Il faut particulièrement insister sur ce point,
car il existe une large tendance opportuniste faisant de la question
coloniale l’aspect principal, pour promouvoir un
« anti-impérialisme » qui correspond en réalité aux
intérêts de la bourgeoisie nationale, de la petite-bourgeoisie la
plus radicale. De nombreuses organisations « maoïstes »
de pays opprimés ne sont que des vecteurs de la bourgeoisie
nationale.
Cependant, le Parti Communiste de Chine n’a pas
parlé en profondeur des pays capitalistes, dont il ne connaissait
pas suffisamment la situation ; Gonzalo demande de son côté
que le Front populaire soit analysé par les communistes des pays
capitalistes, ainsi que la lutte armée des années 1970-1980. Il est
possible désormais de répondre à cette exigence théorique.
Nous affirmons par conséquent que, de la même
manière que la révolution démocratique, de type anti-féodale
anti-impérialiste, est une étape nécessaire dans les pays
opprimés, la révolution démocratique – populaire, de type
anti-monopoliste antifasciste, est une étape nécessaire dans les
pays capitalistes.
La nature de l’étape
L’étape consiste en un moment particulier
propre au processus révolutionnaire en général. Sa substance est
de dépasser des contradictions qui ne sont pas, au sens strict,
directement liées à la contradiction classe ouvrière –
bourgeoisie, même si cela en forme l’arrière-plan fondamental. En
termes politiques, il s’agit pour la classe ouvrière d’élargir
son alliance jusqu’à ce qu’on arrive à un point de basculement
historique en sa faveur.
Il est possible de formuler une loi générale
concernant cette question. Plus la classe ouvrière est forte, moins
l’étape prend un aspect important. Il y a en effet moins le besoin
d’une alliance élargie.
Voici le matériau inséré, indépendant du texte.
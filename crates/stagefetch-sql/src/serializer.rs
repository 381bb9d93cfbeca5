#[macro_use]
mod fmt;
use fmt::ToSql;

mod delim;
use delim::{Comma, Delimited, Period};

mod ident;
use ident::Ident;

// Fragment serializers
mod statement;

use crate::stmt::{Batch, Statement};

/// Alias of the relation being staged in an `INSERT ... SELECT`.
pub const CURRENT: &str = "current";

/// Alias of the previous hop's rows in an `INSERT ... SELECT`.
pub const PREVIOUS: &str = "previous";

/// Serialize a statement or a staged fetch batch to a SQL string
#[derive(Debug, Default)]
pub struct Serializer {
    _priv: (),
}

struct Formatter<'a> {
    /// Where to write the serialized SQL
    dst: &'a mut String,
}

impl Serializer {
    pub fn new() -> Serializer {
        Serializer::default()
    }

    pub fn serialize(&self, stmt: &Statement) -> String {
        let mut ret = String::new();

        let mut fmt = Formatter { dst: &mut ret };
        stmt.to_sql(&mut fmt);

        ret.push(';');
        ret
    }

    /// Serializes a batch: declarations one per line, a blank line, then one
    /// paragraph per fetch holding the `INSERT ... SELECT` and the `SELECT *`
    /// reading it back.
    pub fn serialize_batch(&self, batch: &Batch) -> String {
        let declarations = batch
            .declarations
            .iter()
            .map(|decl| self.serialize(&Statement::from(decl.clone())))
            .collect::<Vec<_>>()
            .join("\n");

        let fetches = batch
            .fetches
            .iter()
            .map(|fetch| {
                let insert = self.serialize(&Statement::from(fetch.clone()));
                let select = self.serialize(&Statement::select_all(fetch.target.clone()));
                format!("{insert}\n{select}")
            })
            .collect::<Vec<_>>()
            .join("\n\n");

        if fetches.is_empty() {
            declarations
        } else {
            format!("{declarations}\n\n{fetches}")
        }
    }
}
mod batch;
pub use batch::Batch;

mod column_def;
pub use column_def::ColumnDef;

mod declare_table;
pub use declare_table::DeclareTable;

mod insert_select;
pub use insert_select::{InsertSelect, JoinSource, KeyFilter, Previous, Source};

mod select_all;
pub use select_all::SelectAll;

mod table_var;
pub use table_var::TableVar;

/// A single SQL statement of a staged fetch batch.
#[derive(Debug, Clone, PartialEq, Eq)]
pub enum Statement {
    DeclareTable(DeclareTable),
    InsertSelect(InsertSelect),
    SelectAll(SelectAll),
}

impl From<DeclareTable> for Statement {
    fn from(value: DeclareTable) -> Self {
        Statement::DeclareTable(value)
    }
}

impl From<InsertSelect> for Statement {
    fn from(value: InsertSelect) -> Self {
        Statement::InsertSelect(value)
    }
}

impl From<SelectAll> for Statement {
    fn from(value: SelectAll) -> Self {
        Statement::SelectAll(value)
    }
}
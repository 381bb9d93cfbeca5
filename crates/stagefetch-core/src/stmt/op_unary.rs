use std::fmt;

#[derive(Copy, Clone, PartialEq, Eq)]
pub enum UnaryOp {
    Not,
    Negate,
    BitNot,
}

impl fmt::Display for UnaryOp {
    fn fmt(&self, f: &mut fmt::Formatter<'_>) -> fmt::Result {
        match self {
            UnaryOp::Not => "!".fmt(f),
            UnaryOp::Negate => "-".fmt(f),
            UnaryOp::BitNot => "~".fmt(f),
        }
    }
}

impl fmt::Debug for UnaryOp {
    fn fmt(&self, f: &mut fmt::Formatter<'_>) -> fmt::Result {
        fmt::Display::fmt(self, f)
    }
}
Inversement, s’il y a une large
paysannerie ou bien une petite-bourgeoisie solidement implantée,
plus l’étape démocratique, démocratique – populaire est
significative.
Il va de soi que cela dépend des situations
propres à chaque pays. Certains pays sont très marqués par le
féodalisme, d’autres beaucoup moins ; l’emprise
semi-coloniale est bien plus forte dans certains pays que d’autres.
Dans certains pays, le développement s’est fait en maintenant
simplement des restes idéologiques de féodalisme, dans d’autres
l’arriération structurelle est quasi complète.
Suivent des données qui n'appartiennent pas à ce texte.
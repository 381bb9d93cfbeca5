use super::{Relation, Schema};
use crate::{Error, Result};

use std::collections::HashSet;

struct Verify<'a> {
    schema: &'a Schema,
}

pub(super) fn apply(schema: &Schema) -> Result<()> {
    Verify { schema }.verify()
}

impl Verify<'_> {
    fn verify(&self) -> Result<()> {
        for relation in self.schema.relations() {
            self.verify_columns_are_unique(relation)?;
            self.verify_primary_key(relation)?;
            self.verify_associations(relation)?;
        }

        Ok(())
    }

    fn verify_columns_are_unique(&self, relation: &Relation) -> Result<()> {
        let mut seen = HashSet::new();

        for column in &relation.columns {
            if !seen.insert(column.name.as_str()) {
                return Err(Error::invalid_schema(format!(
                    "column `{}.{}` is declared more than once",
                    relation.name, column.name
                )));
            }
        }

        Ok(())
    }

    fn verify_primary_key(&self, relation: &Relation) -> Result<()> {
        if relation.primary_key.is_empty() {
            return Err(Error::invalid_schema(format!(
                "relation `{}` has no primary key",
                relation.name
            )));
        }

        let mut seen = HashSet::new();

        for field in &relation.primary_key {
            if relation.find_column(field).is_none() {
                return Err(Error::invalid_schema(format!(
                    "primary key of `{}` references undeclared column `{field}`",
                    relation.name
                )));
            }

            if !seen.insert(field.as_str()) {
                return Err(Error::invalid_schema(format!(
                    "primary key of `{}` lists `{field}` more than once",
                    relation.name
                )));
            }
        }

        Ok(())
    }

    fn verify_associations(&self, relation: &Relation) -> Result<()> {
        for assoc in &relation.associations {
            if relation.find_column(&assoc.this_key).is_none() {
                return Err(Error::invalid_schema(format!(
                    "association `{}.{}` joins on undeclared column `{}`",
                    relation.name, assoc.name, assoc.this_key
                )));
            }

            let target = self.schema.relation(&assoc.other_relation).map_err(|err| {
                err.context(Error::invalid_schema(format!(
                    "association `{}.{}` targets an unknown relation",
                    relation.name, assoc.name
                )))
            })?;

            if target.find_column(&assoc.other_key).is_none() {
                return Err(Error::invalid_schema(format!(
                    "association `{}.{}` joins on undeclared column `{}.{}`",
                    relation.name, assoc.name, target.name, assoc.other_key
                )));
            }
        }

        Ok(())
    }
}
/// Reference to a relation by name. A chain that starts here reads the
/// relation's rows.
#[derive(Debug, Clone, PartialEq, Eq)]
pub struct ExprTable {
    pub relation: String,
}

/// A lambda parameter, resolved lexically against the enclosing lambdas.
#[derive(Debug, Clone, PartialEq, Eq)]
pub struct ExprParam {
    pub name: String,
}

/// A variable the query closes over. Its value is supplied at execution time
/// and never contributes to the join graph.
#[derive(Debug, Clone, PartialEq, Eq)]
pub struct ExprCaptured {
    pub name: String,
}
Dans les pays capitalistes, les couches sociales
intermédiaires sont plus ou moins fortes, les techniciens et cadres
jouent un rôle plus ou moins grand dans l’économie. L’hégémonie
idéologique – culturelle connaît différents types, notamment en
fonction de la capacité des notables à prédominer. Le pays
lui-même peut être dans une situation de développement inégal :
en Italie, les Brigades rouges étaient portées par la classe
ouvrière, mais celle-ci était trop faible dans tout le sud du pays,
ce qui imposait une étape qui n’a pas été vue.
À l’arrière-plan, pour l’étape démocratique
(anti-féodale, anti-impérialiste) comme pour l’étape
démocratique – populaire (anti-monopoliste, antifasciste), tout
est une question d’alliance – sous sa direction – de la classe
ouvrière avec les couches sociales intermédiaires. Il est
nécessaire de souligner l’importance centrale de cette question de
la direction.
Seule la classe ouvrière, de par son affrontement
avec la bourgeoisie, est capable de porter le nouveau et de combattre
sans compromis l’ancien. Cela est valable dans n’importe quelle
situation historique. Même si c’est seulement une partie de la
bourgeoisie qui est devenue l’ennemi principal, cela n’empêche
pas qu’il n’y ait de lutte réellement conséquente que si la
classe ouvrière la dirige.
Seule la classe ouvrière est capable de lire les
nécessités historiques, sous la direction de son Parti Communiste.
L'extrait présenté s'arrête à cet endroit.